Эта мысль пронзила Нелл насквозь. Взглянув ему в глаза, она твердо сказала:

— Я не слабачка. И если вы думаете, что меня легко подчинить, то сильно ошибаетесь.

— Эти мозоли на твоих руках рассказывают свою собственную историю, — тихо ответил он. — Ты продавала свой труд и время. Только представь, как это хорошо — жить так, как тебе захочется, никому не подчиняясь и не давая отчета. Я могу тебе это дать.

Такое предложение вряд ли мог сделать ей кто‑либо другой. К тому же она не сомневалась, что он выполнит свое обещание.

Он поднес ее руку к губам и поцеловал ее пальцы. Это прикосновение эхом отдалось во всем ее теле, и волна приятного тепла накрыла ее с головой.

— Ты сможешь игнорировать мнение света, — продолжал говорить Сент‑Мор, — или же навязывать этому свету свое мнение. — Он поднес ее руку к лицу и прижал ладонь к своей щеке. — Это сильнее, чем наркотик…

Как странно, он заставил ее коснуться его щеки. Зачем? Нелл смотрела на свою руку и понимала, что так женщина может прикоснуться к своему возлюбленному, чтобы выразить нежную и искреннюю привязанность к нему.

Эта мысль вызвала в ней панику. Он соблазнял ее не только телом, но и ложными надеждами. «Посмотри, — говорил его жест, — ты прикасаешься ко мне так, словно мы можем любить друг друга». Какой жестокий обман! Какой коварный замысел! Она хорошо знала себя и мужчин его типа. Встреча между ней и таким мужчиной могла состояться лишь в темном закоулке и за определенную плату.

Она выдернула свою руку.

— А вы знаете, что я воровка?

Очевидно, он на какое‑то время оглох, потому что смотрел на нее с прежней улыбкой.

— Скорее догадывался, особенно когда увидел свой шелковый носовой платок в руках твоей подруги.

— Да что там платок! Я бы украла гораздо больше, если бы только смогла. Я бы своровала кольца с вашей руки.

— Но теперь‑то тебе не придется этого делать. Тебя пугает кража?

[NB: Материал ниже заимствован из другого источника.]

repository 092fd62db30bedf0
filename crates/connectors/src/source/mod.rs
//! Sources of table-directory metadata: entries, extended attributes and
//! file content.

use crate::error::ConnectorError;
use model::core::object_type::ObjectType;
use std::path::{Path, PathBuf};

pub mod fs;
pub mod memory;

/// Attribute holding an entry's object type tag.
pub const TYPE_ATTR: &str = "type";

/// Attribute holding a column's ordinal position.
pub const COLUMN_ID_ATTR: &str = "column_id";

pub trait AttributeSource {
    /// Reads one attribute by its logical key (without namespace).
    /// An absent attribute is [`ConnectorError::MissingAttribute`].
    fn attribute(&self, path: &Path, key: &str) -> Result<Vec<u8>, ConnectorError>;

    /// Lists the direct children of `dir`, hidden entries excluded, sorted by
    /// name.
    fn entries(&self, dir: &Path) -> Result<Vec<PathBuf>, ConnectorError>;

    /// Reads the full text content of an entry.
    fn read_text(&self, path: &Path) -> Result<String, ConnectorError>;

    /// Reads and decodes the entry's [`TYPE_ATTR`].
    fn object_type(&self, path: &Path) -> Result<ObjectType, ConnectorError> {
        let raw = self.attribute(path, TYPE_ATTR)?;
        Ok(ObjectType::from_tag(&raw))
    }
}

pub(crate) fn is_hidden(path: &Path) -> bool {
    path.file_name()
        .and_then(|name| name.to_str())
        .is_some_and(|name| name.starts_with('.'))
}
use std::path::PathBuf;
use thiserror::Error;

/// Errors raised when loading the configuration or resolving object paths.
#[derive(Debug, Error)]
pub enum SettingsError {
    #[error("Failed to read config file {path}: {source}")]
    Read {
        path: PathBuf,
        #[source]
        source: std::io::Error,
    },

    #[error("Failed to parse config file {path}: {source}")]
    Parse {
        path: PathBuf,
        #[source]
        source: serde_json::Error,
    },

    #[error("Could not determine the user config directory")]
    NoConfigDir,

    #[error("Invalid object path '{0}' (expected server.database[.schema.object...])")]
    InvalidObjectPath(String),

    #[error("Unknown server '{0}'")]
    UnknownServer(String),

    #[error("Unknown database '{database}' on server '{server}'")]
    UnknownDatabase { server: String, database: String },
}
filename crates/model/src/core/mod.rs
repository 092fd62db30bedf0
pub mod object_type;
pub mod table;
pub mod utils;
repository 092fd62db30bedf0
pub mod core;
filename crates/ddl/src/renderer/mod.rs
//! Defines the core rendering trait and context for converting AST to SQL.

use crate::dialect::Dialect;

pub mod create_table;

/// A trait for any AST node that can be rendered into a SQL string.
pub trait Render {
    fn render(&self, renderer: &mut Renderer);
}

/// A context that holds the state during the rendering process.
///
/// It accumulates the SQL string, carries the indent applied to nested
/// lines, and provides access to the dialect for syntax-specific details.
pub struct Renderer<'a> {
    pub sql: String,
    pub dialect: &'a dyn Dialect,
    pub indent: usize,
}

impl<'a> Renderer<'a> {
    pub fn new(dialect: &'a dyn Dialect, indent: usize) -> Self {
        Self {
            sql: String::new(),
            dialect,
            indent,
        }
    }

    /// Consumes the renderer and returns the final SQL string.
    pub fn finish(self) -> String {
        self.sql
    }

    pub fn push_ident(&mut self, ident: &str) {
        let quoted = self.dialect.quote_identifier(ident);
        self.sql.push_str(&quoted);
    }

    pub fn push_spaces(&mut self, count: usize) {
        self.sql.extend(std::iter::repeat_n(' ', count));
    }
}
use crate::{
    error::ConnectorError,
    source::{AttributeSource, is_hidden},
};
use std::{
    fs,
    path::{Path, PathBuf},
};

/// Namespace the filesystem publishes its attributes under.
pub const DEFAULT_XATTR_PREFIX: &str = "user.sqlfuse.";

/// Reads a mounted table directory through extended file attributes.
#[derive(Debug, Clone)]
pub struct XattrSource {
    prefix: String,
}

impl XattrSource {
    pub fn new(prefix: impl Into<String>) -> Self {
        Self {
            prefix: prefix.into(),
        }
    }

    pub fn prefix(&self) -> &str {
        &self.prefix
    }

    #[inline]
    fn attr_name(&self, key: &str) -> String {
        format!("{}{}", self.prefix, key)
    }
}

impl Default for XattrSource {
    fn default() -> Self {
        Self::new(DEFAULT_XATTR_PREFIX)
    }
}

impl AttributeSource for XattrSource {
    fn attribute(&self, path: &Path, key: &str) -> Result<Vec<u8>, ConnectorError> {
        let name = self.attr_name(key);
        match xattr::get(path, &name).map_err(ConnectorError::io(path))? {
            Some(value) => Ok(value),
            None => Err(ConnectorError::MissingAttribute {
                path: path.to_path_buf(),
                key: name,
            }),
        }
    }

    fn entries(&self, dir: &Path) -> Result<Vec<PathBuf>, ConnectorError> {
        let mut paths = Vec::new();
        for entry in fs::read_dir(dir).map_err(ConnectorError::io(dir))? {
            let entry = entry.map_err(ConnectorError::io(dir))?;
            let path = entry.path();
            if !is_hidden(&path) {
                paths.push(path);
            }
        }

        paths.sort();
        Ok(paths)
    }

    fn read_text(&self, path: &Path) -> Result<String, ConnectorError> {
        fs::read_to_string(path).map_err(ConnectorError::io(path))
    }
}
use lazy_static::lazy_static;
use std::{collections::HashMap, fmt};

/// Object type as written by the filesystem into an entry's `type` attribute.
///
/// The tags follow `sys.objects.type` with two additions for objects that
/// have no catalog type of their own: `$H` (schema) and `$L` (column).
#[derive(Debug, Clone, PartialEq, Eq, Hash)]
pub enum ObjectType {
    Schema,
    Column,
    UserType,

    InternalTable,
    SystemTable,
    TableType,
    UserTable,
    View,

    AggregateFunction,
    CheckConstraint,
    DefaultConstraint,
    ForeignKey,
    ScalarFunction,
    ClrScalarFunction,
    ClrTableFunction,
    InlineTableFunction,
    Procedure,
    ClrProcedure,
    PlanGuide,
    PrimaryKey,
    ReplicationFilterProcedure,
    Synonym,
    Sequence,
    ServiceQueue,
    ClrTrigger,
    Trigger,
    TableFunction,
    UniqueConstraint,
    ExtendedProcedure,

    /// A tag outside the known catalogue.
    Other(String),
}

lazy_static! {
    static ref TAG_MAP: HashMap<&'static str, ObjectType> = build_tag_map();
}

impl ObjectType {
    /// Decodes a raw attribute value. Trailing NULs and whitespace are not part
    /// of the tag; unknown tags decode to [`ObjectType::Other`].
    pub fn from_tag(raw: &[u8]) -> Self {
        let tag = String::from_utf8_lossy(raw);
        let tag = tag.trim_end_matches(|c: char| c == '\0' || c.is_ascii_whitespace());

        TAG_MAP
            .get(tag)
            .cloned()
            .unwrap_or_else(|| ObjectType::Other(tag.to_string()))
    }

    pub fn tag(&self) -> &str {
        match self {
            ObjectType::Other(tag) => tag.as_str(),
            known => known.known_tag().unwrap_or_default(),
        }
    }

    fn known_tag(&self) -> Option<&'static str> {
        use ObjectType::*;

        let tag = match self {
            Schema => "$H",
            Column => "$L",
            UserType => "$T",
            InternalTable => "IT",
            SystemTable => "S",
            TableType => "TT",
            UserTable => "U",
            View => "V",
            AggregateFunction => "AF",
            CheckConstraint => "C",
            DefaultConstraint => "D",
            ForeignKey => "F",
            ScalarFunction => "FN",
            ClrScalarFunction => "FS",
            ClrTableFunction => "FT",
            InlineTableFunction => "IF",
            Procedure => "P",
            ClrProcedure => "PC",
            PlanGuide => "PG",
            PrimaryKey => "PK",
            ReplicationFilterProcedure => "RF",
            Synonym => "SN",
            Sequence => "SO",
            ServiceQueue => "SQ",
            ClrTrigger => "TA",
            Trigger => "TR",
            TableFunction => "TF",
            UniqueConstraint => "UQ",
            ExtendedProcedure => "X",
            Other(_) => return None,
        };
        Some(tag)
    }

    /// Whether a directory of this type can be rendered as `CREATE TABLE`.
    pub fn is_table(&self) -> bool {
        matches!(self, ObjectType::UserTable | ObjectType::TableType)
    }
}

impl From<&[u8]> for ObjectType {
    fn from(raw: &[u8]) -> Self {
        ObjectType::from_tag(raw)
    }
}

impl fmt::Display for ObjectType {
    fn fmt(&self, f: &mut fmt::Formatter<'_>) -> fmt::Result {
        write!(f, "{}", self.tag())
    }
}

fn build_tag_map() -> HashMap<&'static str, ObjectType> {
    use ObjectType::*;

    let entries = [
        Schema,
        Column,
        UserType,
        InternalTable,
        SystemTable,
        TableType,
        UserTable,
        View,
        AggregateFunction,
        CheckConstraint,
        DefaultConstraint,
        ForeignKey,
        ScalarFunction,
        ClrScalarFunction,
        ClrTableFunction,
        InlineTableFunction,
        Procedure,
        ClrProcedure,
        PlanGuide,
        PrimaryKey,
        ReplicationFilterProcedure,
        Synonym,
        Sequence,
        ServiceQueue,
        ClrTrigger,
        Trigger,
        TableFunction,
        UniqueConstraint,
        ExtendedProcedure,
    ];

    entries
        .into_iter()
        .filter_map(|entry| entry.known_tag().map(|tag| (tag, entry)))
        .collect()
}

— Нет, — прошептала Нелл. Кража ее не пугала. Она хорошо знала, чем рискует, воруя. Пугал ее он. Те чувства, которые он в ней вызывал… и мечты, которыми ее манил…

— Если тебя что‑то пугает, — сказал Сент‑Мор, — значит, именно с этого и нужно начинать.

Он был прав. Если убегать от страхов, они станут преследовать тебя с удвоенной скоростью.

Усилием воли она заставила себя снова посмотреть на портрет покойного графа Рашдена с Пэтон‑Парком на заднем плане.

От страха бегут трусы, от правды — полные идиоты.

Она сделала глубокий вдох, чувствуя, как у нее кружится голова, словно она балансирует на краю водопада.

— Скажите мне честно, вы действительно верите, что я и есть та самая похищенная Корнелия?

— Да, — без заминки ответил он. — Да вы и сами в этом уверены, миледи.


В тот вечер, прежде чем Полли принесла в ее покои поднос с обедом, Нелл отослала Сильвию в библиотеку за книгой, которой там никогда не было, и заперлась в своей спальне.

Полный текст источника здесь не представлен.